→ Source data
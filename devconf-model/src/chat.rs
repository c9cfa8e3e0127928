use async_trait::async_trait;
use devconf_core::Result;
use futures::{Stream, StreamExt};
use serde::{Deserialize, Serialize};
use serde_json::Value;
use std::collections::BTreeMap;
use std::pin::Pin;

#[derive(Debug, Clone, Copy, Serialize, Deserialize, PartialEq, Eq)]
#[serde(rename_all = "lowercase")]
pub enum ChatRole {
    System,
    User,
    Assistant,
    Tool,
}

/// A chat message in OpenAI wire shape.
#[derive(Debug, Clone, Serialize, Deserialize, PartialEq)]
pub struct ChatMessage {
    pub role: ChatRole,
    #[serde(default)]
    pub content: Option<String>,
    #[serde(default, skip_serializing_if = "Vec::is_empty")]
    pub tool_calls: Vec<ToolCall>,
    #[serde(default, skip_serializing_if = "Option::is_none")]
    pub tool_call_id: Option<String>,
}

impl ChatMessage {
    fn text(role: ChatRole, content: impl Into<String>) -> Self {
        Self { role, content: Some(content.into()), tool_calls: Vec::new(), tool_call_id: None }
    }

    pub fn system(content: impl Into<String>) -> Self {
        Self::text(ChatRole::System, content)
    }

    pub fn user(content: impl Into<String>) -> Self {
        Self::text(ChatRole::User, content)
    }

    pub fn assistant(content: impl Into<String>) -> Self {
        Self::text(ChatRole::Assistant, content)
    }

    pub fn assistant_tool_calls(content: Option<String>, tool_calls: Vec<ToolCall>) -> Self {
        Self { role: ChatRole::Assistant, content, tool_calls, tool_call_id: None }
    }

    pub fn tool_result(tool_call_id: impl Into<String>, content: impl Into<String>) -> Self {
        Self {
            role: ChatRole::Tool,
            content: Some(content.into()),
            tool_calls: Vec::new(),
            tool_call_id: Some(tool_call_id.into()),
        }
    }
}

#[derive(Debug, Clone, Serialize, Deserialize, PartialEq)]
pub struct ToolCall {
    pub id: String,
    #[serde(rename = "type", default = "function_type")]
    pub kind: String,
    pub function: FunctionCall,
}

fn function_type() -> String {
    "function".to_string()
}

impl ToolCall {
    pub fn new(id: impl Into<String>, name: impl Into<String>, arguments: impl Into<String>) -> Self {
        Self {
            id: id.into(),
            kind: function_type(),
            function: FunctionCall { name: name.into(), arguments: arguments.into() },
        }
    }

    /// Arguments parsed as JSON. Malformed or empty arguments become `{}`.
    pub fn parsed_arguments(&self) -> Value {
        serde_json::from_str(&self.function.arguments)
            .ok()
            .filter(Value::is_object)
            .unwrap_or_else(|| Value::Object(Default::default()))
    }
}

#[derive(Debug, Clone, Serialize, Deserialize, PartialEq)]
pub struct FunctionCall {
    pub name: String,
    /// JSON-encoded arguments, as produced by the model.
    #[serde(default)]
    pub arguments: String,
}

#[derive(Debug, Clone, Serialize, Deserialize, PartialEq)]
pub struct ToolDefinition {
    #[serde(rename = "type")]
    pub kind: String,
    pub function: FunctionDefinition,
}

#[derive(Debug, Clone, Serialize, Deserialize, PartialEq)]
pub struct FunctionDefinition {
    pub name: String,
    pub description: String,
    pub parameters: Value,
}

impl ToolDefinition {
    pub fn function(name: impl Into<String>, description: impl Into<String>, parameters: Value) -> Self {
        Self {
            kind: function_type(),
            function: FunctionDefinition {
                name: name.into(),
                description: description.into(),
                parameters,
            },
        }
    }
}

#[derive(Debug, Clone, Default)]
pub struct ChatRequest {
    /// Overrides the client's configured model when set.
    pub model: Option<String>,
    pub messages: Vec<ChatMessage>,
    pub tools: Vec<ToolDefinition>,
    pub temperature: Option<f32>,
    pub max_tokens: Option<u32>,
}

impl ChatRequest {
    pub fn new(messages: Vec<ChatMessage>) -> Self {
        Self { messages, ..Default::default() }
    }

    /// Single user-turn request, the shape used by the prompt-only helpers.
    pub fn prompt(prompt: impl Into<String>) -> Self {
        Self::new(vec![ChatMessage::user(prompt)])
    }

    pub fn with_model(mut self, model: impl Into<String>) -> Self {
        self.model = Some(model.into());
        self
    }

    pub fn with_tools(mut self, tools: Vec<ToolDefinition>) -> Self {
        self.tools = tools;
        self
    }

    pub fn with_temperature(mut self, temperature: f32) -> Self {
        self.temperature = Some(temperature);
        self
    }
}

#[derive(Debug, Clone, Default, PartialEq)]
pub struct ChatResponse {
    pub content: Option<String>,
    pub reasoning: Option<String>,
    pub tool_calls: Vec<ToolCall>,
    pub finish_reason: Option<String>,
}

impl ChatResponse {
    pub fn text(content: impl Into<String>) -> Self {
        Self { content: Some(content.into()), finish_reason: Some("stop".into()), ..Default::default() }
    }

    /// Trimmed text content, `None` when the model produced nothing.
    pub fn text_content(&self) -> Option<&str> {
        self.content.as_deref().map(str::trim).filter(|c| !c.is_empty())
    }
}

/// Incremental piece of a streamed completion.
#[derive(Debug, Clone, Default, PartialEq)]
pub struct ChatDelta {
    pub content: Option<String>,
    pub reasoning: Option<String>,
    pub tool_calls: Vec<ToolCallDelta>,
    pub finish_reason: Option<String>,
}

#[derive(Debug, Clone, Default, PartialEq)]
pub struct ToolCallDelta {
    pub index: u32,
    pub id: Option<String>,
    pub name: Option<String>,
    pub arguments: Option<String>,
}

impl From<ChatResponse> for ChatDelta {
    fn from(response: ChatResponse) -> Self {
        let tool_calls = response
            .tool_calls
            .into_iter()
            .enumerate()
            .map(|(index, call)| ToolCallDelta {
                index: index as u32,
                id: Some(call.id),
                name: Some(call.function.name),
                arguments: Some(call.function.arguments),
            })
            .collect();
        Self {
            content: response.content,
            reasoning: response.reasoning,
            tool_calls,
            finish_reason: response.finish_reason,
        }
    }
}

pub type ChatStream = Pin<Box<dyn Stream<Item = Result<ChatDelta>> + Send>>;

#[async_trait]
pub trait ChatModel: Send + Sync {
    fn name(&self) -> &str;

    async fn complete(&self, request: ChatRequest) -> Result<ChatResponse>;

    /// Streamed completion. The default yields the blocking result as one delta.
    async fn stream(&self, request: ChatRequest) -> Result<ChatStream> {
        let response = self.complete(request).await?;
        Ok(Box::pin(futures::stream::once(async move { Ok(ChatDelta::from(response)) })))
    }
}

/// Folds stream deltas back into a full response. Tool call fragments are
/// joined per index.
#[derive(Debug, Default)]
pub struct StreamAccumulator {
    content: String,
    reasoning: String,
    tool_calls: BTreeMap<u32, ToolCall>,
    finish_reason: Option<String>,
}

impl StreamAccumulator {
    pub fn new() -> Self {
        Self::default()
    }

    pub fn push(&mut self, delta: &ChatDelta) {
        if let Some(content) = &delta.content {
            self.content.push_str(content);
        }
        if let Some(reasoning) = &delta.reasoning {
            self.reasoning.push_str(reasoning);
        }
        for fragment in &delta.tool_calls {
            let entry = self
                .tool_calls
                .entry(fragment.index)
                .or_insert_with(|| ToolCall::new(format!("call_{}", fragment.index), "", ""));
            if let Some(id) = &fragment.id {
                entry.id = id.clone();
            }
            if let Some(name) = &fragment.name {
                entry.function.name.push_str(name);
            }
            if let Some(arguments) = &fragment.arguments {
                entry.function.arguments.push_str(arguments);
            }
        }
        if delta.finish_reason.is_some() {
            self.finish_reason = delta.finish_reason.clone();
        }
    }

    pub fn finish(self) -> ChatResponse {
        ChatResponse {
            content: (!self.content.is_empty()).then_some(self.content),
            reasoning: (!self.reasoning.is_empty()).then_some(self.reasoning),
            tool_calls: self.tool_calls.into_values().collect(),
            finish_reason: self.finish_reason,
        }
    }
}

pub async fn collect_stream(mut stream: ChatStream) -> Result<ChatResponse> {
    let mut accumulator = StreamAccumulator::new();
    while let Some(delta) = stream.next().await {
        accumulator.push(&delta?);
    }
    Ok(accumulator.finish())
}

→ What you need to do
Using the records above, report each line with the string "StreamAccumulator".

→ Solution for this problem
pub struct StreamAccumulator {
impl StreamAccumulator {
    let mut accumulator = StreamAccumulator::new();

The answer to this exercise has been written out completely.